OAB-ES parabeniza todas as mães e reforça os direitos das mulheres mães e gestantes



A Ordem dos Advogados do Brasil - Seção Espírito Santo (OAB-ES), por meio da Comissão da Mulher Advogada, parabeniza todas as mães neste domingo especial, dia 08, “Dia das Mães”, e aproveita esta data para reforçar uma série de direitos que a mulher, principalmente a gestante possui, mas que ainda não são de amplo conhecimento e respeito da sociedade. Até mesmo nuances banais, como amamentar em público, se tornam um desafio.

Conselheira Federal da OAB-ES e presidente da Comissão, Flávia Brandão destacou que um direito básico, como amamentação em público, também não é respeitado no Brasil. “Toda criança tem direito a aleitamento materno.
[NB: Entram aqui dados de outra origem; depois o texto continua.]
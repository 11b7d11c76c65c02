use serde::{Deserialize, Serialize};

/// Who authored a transcript entry.
#[derive(Debug, Clone, Copy, Serialize, Deserialize, PartialEq, Eq)]
#[serde(rename_all = "snake_case")]
pub enum Speaker {
    User,
    Assistant,
}

impl Speaker {
    pub fn as_str(&self) -> &str {
        match self {
            Self::User => "user",
            Self::Assistant => "assistant",
        }
    }
}

impl std::fmt::Display for Speaker {
    fn fmt(&self, f: &mut std::fmt::Formatter<'_>) -> std::fmt::Result {
        f.write_str(self.as_str())
    }
}

/// Whether an entry is frozen or is the target of incremental stream output.
#[derive(Debug, Clone, Copy, Serialize, Deserialize, PartialEq, Eq, Default)]
#[serde(rename_all = "snake_case")]
pub enum EntryKind {
    #[default]
    Plain,
    Consolidated,
}

/// Stable handle to a transcript entry, assigned when the entry is appended.
#[derive(Debug, Clone, Copy, Serialize, Deserialize, PartialEq, Eq, PartialOrd, Ord, Hash)]
pub struct EntryId(pub u64);

impl std::fmt::Display for EntryId {
    fn fmt(&self, f: &mut std::fmt::Formatter<'_>) -> std::fmt::Result {
        write!(f, "#{}", self.0)
    }
}

/// One message in the conversational transcript.
#[derive(Debug, Clone, Serialize, Deserialize, PartialEq, Eq)]
pub struct TranscriptEntry {
    pub id: EntryId,
    pub speaker: Speaker,
    pub text: String,
    #[serde(default)]
    pub kind: EntryKind,
}

impl TranscriptEntry {
    pub fn is_consolidated(&self) -> bool {
        self.kind == EntryKind::Consolidated
    }
}
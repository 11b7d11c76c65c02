//! Submission planning: decides whether a send is a plain chat turn or a
//! document-processing request, and writes the opening transcript entries.
//!
//! The network half lives in `hubble-api-client`; everything here is a
//! synchronous mutation of [`SessionState`].

use tracing::{debug, info};

use crate::state::{Attachment, SessionState};
use crate::transcript::{EntryId, EntryKind, Speaker};

/// Request used when the user attaches a document without typing anything.
pub const DEFAULT_REQUEST: &str = "stakeholders";

/// Static reply to a chat turn sent without a document.
pub const UPLOAD_FIRST_TEXT: &str = "Please upload a document to analyze.";

/// Prefix of the local annotation written when a submission fails.
pub const SUBMISSION_ERROR_PREFIX: &str = "❌ Error processing document: ";

/// Prompts offered to users who do not know what to ask for.
pub const SUGGESTED_REQUESTS: [&str; 4] = [
    "Show executive timeline",
    "Focus on regulatory events",
    "Analyze all stakeholders",
    "Show key milestones only",
];

/// Outcome of [`plan_submission`].
#[derive(Debug)]
pub enum Submission {
    /// Nothing to send.
    Ignored,
    /// A stream is already being consolidated.
    Busy,
    /// Plain chat turn, answered locally.
    Chat,
    /// Document upload; the caller must issue the request.
    Process(ProcessRequest),
}

/// Everything needed to issue a processing request.
#[derive(Debug)]
pub struct ProcessRequest {
    pub attachment: Attachment,
    /// Effective request sent as the `request` form field.
    pub request: String,
    /// Consolidated entry that receives the stream's output.
    pub target: EntryId,
}

/// Trimmed user text, or [`DEFAULT_REQUEST`] when nothing was typed.
pub fn effective_request(text: &str) -> String {
    let trimmed = text.trim();
    if trimmed.is_empty() {
        DEFAULT_REQUEST.to_string()
    } else {
        trimmed.to_string()
    }
}

/// Opening text of the consolidated entry for a given effective request.
pub fn acknowledgment(request: &str) -> String {
    let phrase = if request == DEFAULT_REQUEST {
        "analyze all stakeholders"
    } else {
        request
    };
    format!("Okay! I will {phrase} for you...")
}

/// Consume the current input and staged attachment.
///
/// On a document submission this appends the upload notice, the typed text
/// (if any) and the consolidated acknowledgment, clears the inputs and marks
/// the session as streaming. The returned [`ProcessRequest`] carries the
/// handle of the consolidated entry.
pub fn plan_submission(state: &mut SessionState) -> Submission {
    let has_text = !state.input().trim().is_empty();
    let has_attachment = state.pending_attachment().is_some();

    if !has_text && !has_attachment {
        return Submission::Ignored;
    }
    if state.is_streaming() {
        debug!("submission refused while a stream is active");
        return Submission::Busy;
    }

    let text = state.take_input();
    let Some(attachment) = state.take_attachment() else {
        state.push_entry(Speaker::User, text, EntryKind::Plain);
        state.push_entry(Speaker::Assistant, UPLOAD_FIRST_TEXT, EntryKind::Plain);
        return Submission::Chat;
    };

    state.push_entry(
        Speaker::User,
        format!("📎 Uploaded: {}", attachment.file_name()),
        EntryKind::Plain,
    );
    if has_text {
        state.push_entry(Speaker::User, text.clone(), EntryKind::Plain);
    }

    let request = effective_request(&text);
    state.demote_consolidated();
    let target = state.push_entry(
        Speaker::Assistant,
        acknowledgment(&request),
        EntryKind::Consolidated,
    );
    state.set_streaming(true);

    info!(file = %attachment.file_name(), %request, %target, "document submission planned");
    Submission::Process(ProcessRequest {
        attachment,
        request,
        target,
    })
}

/// Record a submission that never produced a usable stream.
///
/// The reason is appended to the consolidated entry, or to a freshly
/// synthesized one when `target` is gone, and the streaming flag is cleared.
pub fn fail_submission(state: &mut SessionState, target: Option<EntryId>, reason: &str) {
    let target = target
        .filter(|id| state.entry(*id).is_some_and(|e| e.is_consolidated()))
        .or_else(|| state.last_consolidated());

    match target.and_then(|id| state.entry_mut(id)) {
        Some(entry) => {
            entry.text.push_str("\n\n");
            entry.text.push_str(SUBMISSION_ERROR_PREFIX);
            entry.text.push_str(reason);
        }
        None => {
            state.push_entry(
                Speaker::Assistant,
                format!("{SUBMISSION_ERROR_PREFIX}{reason}"),
                EntryKind::Consolidated,
            );
        }
    }
    state.set_streaming(false);
}
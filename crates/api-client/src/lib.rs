pub mod client;
pub mod submit;

pub use client::{ApiClient, ApiError};
pub use hubble_api;
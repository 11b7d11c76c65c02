use std::path::Path;
use std::time::Duration;

use reqwest::multipart::{Form, Part};
use thiserror::Error;
use tracing::debug;

use hubble_api::*;
use hubble_core::Attachment;

#[derive(Debug, Error)]
#[non_exhaustive]
pub enum ApiError {
    #[error("{0}")]
    Transport(#[from] reqwest::Error),
    #[error("{status}{}", body_suffix(.body))]
    Status {
        status: reqwest::StatusCode,
        body: String,
    },
    #[error("service error: {0}")]
    Service(String),
    #[error("IO error: {0}")]
    Io(#[from] std::io::Error),
}

fn body_suffix(body: &str) -> String {
    let body = body.trim();
    if body.is_empty() {
        String::new()
    } else {
        format!(": {body}")
    }
}

pub type Result<T> = std::result::Result<T, ApiError>;

/// Typed HTTP client for the Hubble processing service.
pub struct ApiClient {
    client: reqwest::Client,
    base_url: String,
    request_timeout: Duration,
}

impl ApiClient {
    /// Create a new client.
    ///
    /// `connect_timeout` bounds connection setup for every call;
    /// `request_timeout` bounds the short request/response calls only, so a
    /// long-running processing stream is never cut off.
    pub fn new(base_url: &str, connect_timeout: Duration, request_timeout: Duration) -> Result<Self> {
        let client = reqwest::Client::builder()
            .connect_timeout(connect_timeout)
            .build()?;
        Ok(Self {
            client,
            base_url: base_url.trim_end_matches('/').to_string(),
            request_timeout,
        })
    }

    pub fn base_url(&self) -> &str {
        &self.base_url
    }

    fn url(&self, path: &str) -> String {
        format!("{}{}", self.base_url, path)
    }

    // ── Health ────────────────────────────────────────────────────────────

    pub async fn health(&self) -> Result<HealthResponse> {
        let resp = self
            .client
            .get(self.url(HEALTH_PATH))
            .timeout(self.request_timeout)
            .send()
            .await?;
        parse_response(resp).await
    }

    // ── Processing ────────────────────────────────────────────────────────

    /// Upload a document and return the open event-stream response.
    ///
    /// Non-2xx statuses are turned into [`ApiError::Status`]; the body is
    /// left unread otherwise.
    pub async fn process(&self, attachment: Attachment, request: &str) -> Result<reqwest::Response> {
        let file_name = attachment.file_name().to_string();
        let media_type = attachment.media_type().to_string();
        let part = Part::bytes(attachment.into_bytes())
            .file_name(file_name.clone())
            .mime_str(&media_type)?;
        let form = Form::new()
            .part(FILE_FIELD, part)
            .text(REQUEST_FIELD, request.to_string());

        debug!(file = %file_name, %request, "uploading document");
        let resp = self
            .client
            .post(self.url(PROCESS_PATH))
            .header(reqwest::header::ACCEPT, "text/event-stream")
            .multipart(form)
            .send()
            .await?;
        ensure_success(resp).await
    }

    // ── Regeneration ──────────────────────────────────────────────────────

    pub async fn regenerate(&self, req: &RegenerateRequest) -> Result<RegenerateResponse> {
        let resp = self
            .client
            .post(self.url(REGENERATE_PATH))
            .timeout(self.request_timeout)
            .form(req)
            .send()
            .await?;
        let body: RegenerateResponse = parse_response(resp).await?;
        body.into_result().map_err(ApiError::Service)
    }

    // ── Artifacts ─────────────────────────────────────────────────────────

    /// Fetch a resolved chart or download reference.
    pub async fn fetch_artifact(&self, url: &str) -> Result<Vec<u8>> {
        let resp = self.client.get(url).send().await?;
        let resp = ensure_success(resp).await?;
        Ok(resp.bytes().await?.to_vec())
    }

    /// Fetch an artifact and write it to `dest`, returning the byte count.
    pub async fn download_artifact(&self, url: &str, dest: &Path) -> Result<u64> {
        let bytes = self.fetch_artifact(url).await?;
        if let Some(parent) = dest.parent().filter(|p| !p.as_os_str().is_empty()) {
            tokio::fs::create_dir_all(parent).await?;
        }
        tokio::fs::write(dest, &bytes).await?;
        Ok(bytes.len() as u64)
    }
}

async fn ensure_success(resp: reqwest::Response) -> Result<reqwest::Response> {
    let status = resp.status();
    if !status.is_success() {
        let body = resp.text().await.unwrap_or_default();
        return Err(ApiError::Status { status, body });
    }
    Ok(resp)
}

/// Parse an HTTP response: return the deserialized body on 2xx,
/// or an error containing the status and body text.
async fn parse_response<T: serde::de::DeserializeOwned>(resp: reqwest::Response) -> Result<T> {
    let resp = ensure_success(resp).await?;
    Ok(resp.json().await?)
}
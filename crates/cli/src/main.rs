mod config;
mod process;
mod render;
mod service;

use clap::{Parser, Subcommand};
use std::path::PathBuf;

#[derive(Parser)]
#[command(name = "hubble", about = "Hubble CLI - turn legal documents into timeline visualizations")]
struct Cli {
    #[command(subcommand)]
    command: Commands,
}

#[derive(Subcommand)]
enum Commands {
    /// Send a turn: upload a PDF with an optional request, or plain text
    Process {
        /// PDF document to analyze
        #[arg(short, long)]
        file: Option<PathBuf>,

        /// What to visualize (defaults to all stakeholders when a file is given)
        request: Vec<String>,

        /// Save the finished chart; optionally to PATH instead of the configured location
        #[arg(long, value_name = "PATH", num_args = 0..=1)]
        download: Option<Option<PathBuf>>,

        /// Print the final session state as JSON
        #[arg(long)]
        json: bool,
    },

    /// Check that the processing service is up
    Health,

    /// Request changes to a finished timeline
    Regenerate {
        /// Session ID printed after processing
        #[arg(long)]
        session: String,

        /// Modification, e.g. "Move legend to right side"
        modification: Vec<String>,
    },

    /// Download a chart artifact by path or URL
    Download {
        /// Service-relative path (e.g. /output/timeline.png) or absolute URL
        reference: String,

        /// Destination file
        #[arg(short, long)]
        output: Option<PathBuf>,
    },

    /// List example requests
    Suggestions,

    /// Show or set configuration
    Config {
        /// Set the processing service URL
        #[arg(long)]
        server: Option<String>,

        /// Set the default download directory
        #[arg(long)]
        download_dir: Option<String>,
    },
}

#[tokio::main]
async fn main() {
    tracing_subscriber::fmt()
        .with_writer(std::io::stderr)
        .with_env_filter(
            tracing_subscriber::EnvFilter::from_default_env()
                .add_directive(tracing::Level::WARN.into()),
        )
        .init();

    let cli = Cli::parse();

    let result = match cli.command {
        Commands::Process {
            file,
            request,
            download,
            json,
        } => process::run_process(file.as_deref(), &request.join(" "), download, json).await,
        Commands::Health => service::run_health().await,
        Commands::Regenerate {
            session,
            modification,
        } => service::run_regenerate(&session, &modification.join(" ")).await,
        Commands::Download { reference, output } => {
            service::run_download(&reference, output.as_deref()).await
        }
        Commands::Suggestions => {
            for suggestion in hubble_core::coordinator::SUGGESTED_REQUESTS {
                println!("{suggestion}");
            }
            Ok(())
        }
        Commands::Config {
            server,
            download_dir,
        } => {
            if server.is_none() && download_dir.is_none() {
                config::show_config()
            } else {
                config::set_config(server, download_dir)
            }
        }
    };

    if let Err(e) = result {
        eprintln!("Error: {:#}", e);
        std::process::exit(1);
    }
}
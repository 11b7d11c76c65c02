use std::io::{self, Write};

use hubble_core::{CompletionPayload, SessionState, Speaker, Update, UpdateSink};

/// Streams the transcript to a terminal as it grows.
///
/// Entries are append-only apart from the consolidated one, whose text only
/// ever grows, so printing the unseen suffix of every entry is enough.
pub struct TranscriptRenderer<W: Write> {
    out: W,
    shown: Vec<usize>,
    error: Option<io::Error>,
}

impl<W: Write> TranscriptRenderer<W> {
    pub fn new(out: W) -> Self {
        Self {
            out,
            shown: Vec::new(),
            error: None,
        }
    }

    /// Print whatever part of the transcript has not been printed yet.
    pub fn sync(&mut self, state: &SessionState) {
        if let Err(e) = self.write_pending(state) {
            self.error.get_or_insert(e);
        }
    }

    /// Flush the remainder and report the first write error, if any.
    pub fn finish(mut self, state: &SessionState) -> io::Result<W> {
        self.sync(state);
        if !self.shown.is_empty() {
            writeln!(self.out)?;
        }
        self.out.flush()?;
        match self.error {
            Some(e) => Err(e),
            None => Ok(self.out),
        }
    }

    fn write_pending(&mut self, state: &SessionState) -> io::Result<()> {
        for (index, entry) in state.transcript().iter().enumerate() {
            match self.shown.get(index).copied() {
                None => {
                    if index > 0 {
                        writeln!(self.out)?;
                    }
                    write!(self.out, "{}> {}", label(entry.speaker), entry.text)?;
                    self.shown.push(entry.text.len());
                }
                Some(printed) if entry.text.len() > printed => {
                    write!(self.out, "{}", &entry.text[printed..])?;
                    self.shown[index] = entry.text.len();
                }
                Some(_) => {}
            }
        }
        self.out.flush()
    }
}

impl<W: Write> UpdateSink for TranscriptRenderer<W> {
    fn on_update(&mut self, state: &SessionState, update: &Update) {
        if matches!(update, Update::Malformed | Update::Unrouted | Update::Ignored) {
            return;
        }
        self.sync(state);
    }
}

fn label(speaker: Speaker) -> &'static str {
    match speaker {
        Speaker::User => "you",
        Speaker::Assistant => "hubble",
    }
}

/// Human-readable summary of a finished analysis.
pub fn completion_summary(
    payload: &CompletionPayload,
    chart_ref: Option<&str>,
    download_ref: Option<&str>,
) -> String {
    let mut lines = Vec::new();
    let mut counts = format!(
        "{} events • {} actors",
        payload.event_count, payload.actor_count
    );
    if let Some(milestones) = payload.milestone_count {
        counts.push_str(&format!(" • {milestones} milestones"));
    }
    lines.push(format!("Timeline ready: {counts}"));
    if let Some(case) = &payload.case {
        lines.push(format!("Case:     {}", case.name));
    }
    if let Some(chart) = chart_ref {
        lines.push(format!("Chart:    {chart}"));
    }
    if let Some(download) = download_ref {
        lines.push(format!("Download: {download}"));
    }
    if let Some(session_id) = &payload.session_id {
        lines.push(format!("Session:  {session_id}"));
    }
    lines.join("\n")
}
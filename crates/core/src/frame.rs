//! Line framing for the processing service's event stream.
//!
//! Bytes arrive in arbitrary chunks. Only complete `\n`-terminated lines are
//! decoded; whatever follows the last newline (including a split UTF-8
//! sequence) is carried over to the next [`FrameDecoder::feed`].

/// Prefix marking a data-bearing frame.
pub const DATA_PREFIX: &str = "data: ";

/// Incremental decoder that turns byte chunks into `data:` payloads.
#[derive(Debug, Default)]
pub struct FrameDecoder {
    buffer: Vec<u8>,
    bom_checked: bool,
}

impl FrameDecoder {
    pub fn new() -> Self {
        Self::default()
    }

    /// Feed one chunk and return the payloads of every data frame it completed.
    pub fn feed(&mut self, chunk: &[u8]) -> Vec<String> {
        self.buffer.extend_from_slice(chunk);

        // Only the first bytes of the stream may carry a BOM.
        if !self.bom_checked && (self.buffer.len() >= 3 || self.buffer.contains(&b'\n')) {
            self.bom_checked = true;
            if self.buffer.starts_with(&[0xEF, 0xBB, 0xBF]) {
                self.buffer.drain(..3);
            }
        }

        let mut payloads = Vec::new();
        let mut start = 0usize;
        while let Some(rel) = self.buffer[start..].iter().position(|b| *b == b'\n') {
            let end = start + rel;
            if let Some(payload) = data_payload(&self.buffer[start..end]) {
                payloads.push(payload);
            }
            start = end + 1;
        }
        if start > 0 {
            self.buffer.drain(..start);
        }
        payloads
    }

    /// Bytes buffered after the last newline.
    pub fn pending(&self) -> usize {
        self.buffer.len()
    }

    /// Discard the unterminated remainder at end of stream, returning its size.
    pub fn finish(&mut self) -> usize {
        let dropped = self.buffer.len();
        self.buffer.clear();
        dropped
    }
}

fn data_payload(line: &[u8]) -> Option<String> {
    let line = line.strip_suffix(b"\r").unwrap_or(line);
    let text = String::from_utf8_lossy(line);
    text.strip_prefix(DATA_PREFIX).map(str::to_string)
}
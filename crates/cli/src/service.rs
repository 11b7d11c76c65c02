use anyhow::{Context, Result, bail};
use std::path::Path;

use hubble_api_client::hubble_api::RegenerateRequest;
use hubble_core::resolve_ref;

use crate::config::load_config;
use crate::process::client_from_config;

/// Check that the processing service is reachable.
pub async fn run_health() -> Result<()> {
    let config = load_config()?;
    let client = client_from_config(&config)?;

    let health = client
        .health()
        .await
        .with_context(|| format!("Service at {} is unreachable", client.base_url()))?;
    let service = health.service.as_deref().unwrap_or("unknown service");
    println!("{} ({}): {}", client.base_url(), service, health.status);
    if !health.is_healthy() {
        bail!("service reported status '{}'", health.status);
    }
    Ok(())
}

/// Ask the service to rebuild a finished timeline.
pub async fn run_regenerate(session_id: &str, modification: &str) -> Result<()> {
    if modification.trim().is_empty() {
        bail!("Modification must not be empty");
    }
    let config = load_config()?;
    let client = client_from_config(&config)?;

    let resp = client
        .regenerate(&RegenerateRequest {
            session_id: session_id.to_string(),
            modification: modification.trim().to_string(),
        })
        .await
        .context("Regeneration failed")?;

    if let Some(message) = resp.message {
        println!("{message}");
    }
    if let Some(note) = resp.note {
        println!("Note: {note}");
    }
    Ok(())
}

/// Fetch a chart artifact by service-relative path or absolute URL.
pub async fn run_download(reference: &str, dest: Option<&Path>) -> Result<()> {
    let config = load_config()?;
    let client = client_from_config(&config)?;

    let url = resolve_ref(client.base_url(), reference);
    let dest = match dest {
        Some(path) => path.to_path_buf(),
        None => Path::new(&config.output.download_dir).join(&config.output.download_name),
    };
    let bytes = client
        .download_artifact(&url, &dest)
        .await
        .with_context(|| format!("Failed to download {url}"))?;
    println!("Saved {} ({} bytes)", dest.display(), bytes);
    Ok(())
}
Está previsto no Estatuto da Criança e do Adolescente. Os locais públicos e privados devem oferecer essa condição. Mas não verificamos muito isso”, enfatizou. 

Outro direito das mães relativo à amamentação está consolidado na CLT. De acordo com a norma trabalhista, todo estabelecimento com mais de 30 empregadas com idade superior a 16 anos deve ter um espaço reservado para esse fim. Também é garantido à mulher o direito de fazer intervalos para amamentar crianças de até seis meses. 

Especialista na área de família, a advogada Sônia Maria Rabello lembrou que em São Paulo já existe uma lei estadual que permite o aleitamento materno em qualquer localidade. Trata-se da lei nº 16.047/2015, que em seu artigo 1º e parágrafo único diz o seguinte: “Fica assegurado à criança o direito ao aleitamento materno nos estabelecimentos de uso coletivo, públicos ou privados. Independente da existência de áreas segregadas para o aleitamento, a amamentação é o ato livre e discricionário entre mãe e filho”. 

É importante dizer que desde o momento em que descobre a gravidez a mulher já possui direitos, sendo um deles a “alimentação gravídica”. Este benefício é concedido a mulheres que comprovam casamento ou união estável interrompido durante a gravidez. Assim, o pai da criança deve arcar com os custos da alimentação pré-natal. 

Sônia Rabello contou que para conseguir esse benefício, as mães podem entrar com uma ação de reconhecimento de paternidade com pedido de alimentos gravídicos, uma vez atendidas as condições listadas acima. “Os juízes têm sido compreensíveis nesse ponto. É um direito do feto, do embrião, ser alimentado para que ele nasça com saúde. O problema é que muitas mulheres não sabem que ele existe”, relatou. 

É importante lembrar ainda a licença maternidade de 120 dias, a contar do oitavo mês para as gestantes. Este é um direito de todas as mulheres que contribuem com a Previdência Social. 

A existência de todos esses direitos, para a Conselheira Flávia Brandão, criou no meio trabalhista um preconceito velado contra as mulheres. “O que vejo é um desrespeito de gênero. Mulheres em idade fértil não são contratadas diante da possível ausência da empresa durante a gravidez. Vejo isso sendo feito de forma velada, porque se fosse aberto teria processo. Empregadores deixam de contratar com medo de possíveis prejuízos”, disse. 

Para a advogada Sônia Maria Rabello, o que as mães mais precisam neste dia especial é de atenção e carinho. “A maternidade propicia um elo entre mãe e filho que vai além do direito. Leis não faltam, mas precisamos tornar elas eficazes. De toda forma, é um dia de grande celebração e o que as mães querem mesmo é estar perto dos filhos”, refletiu.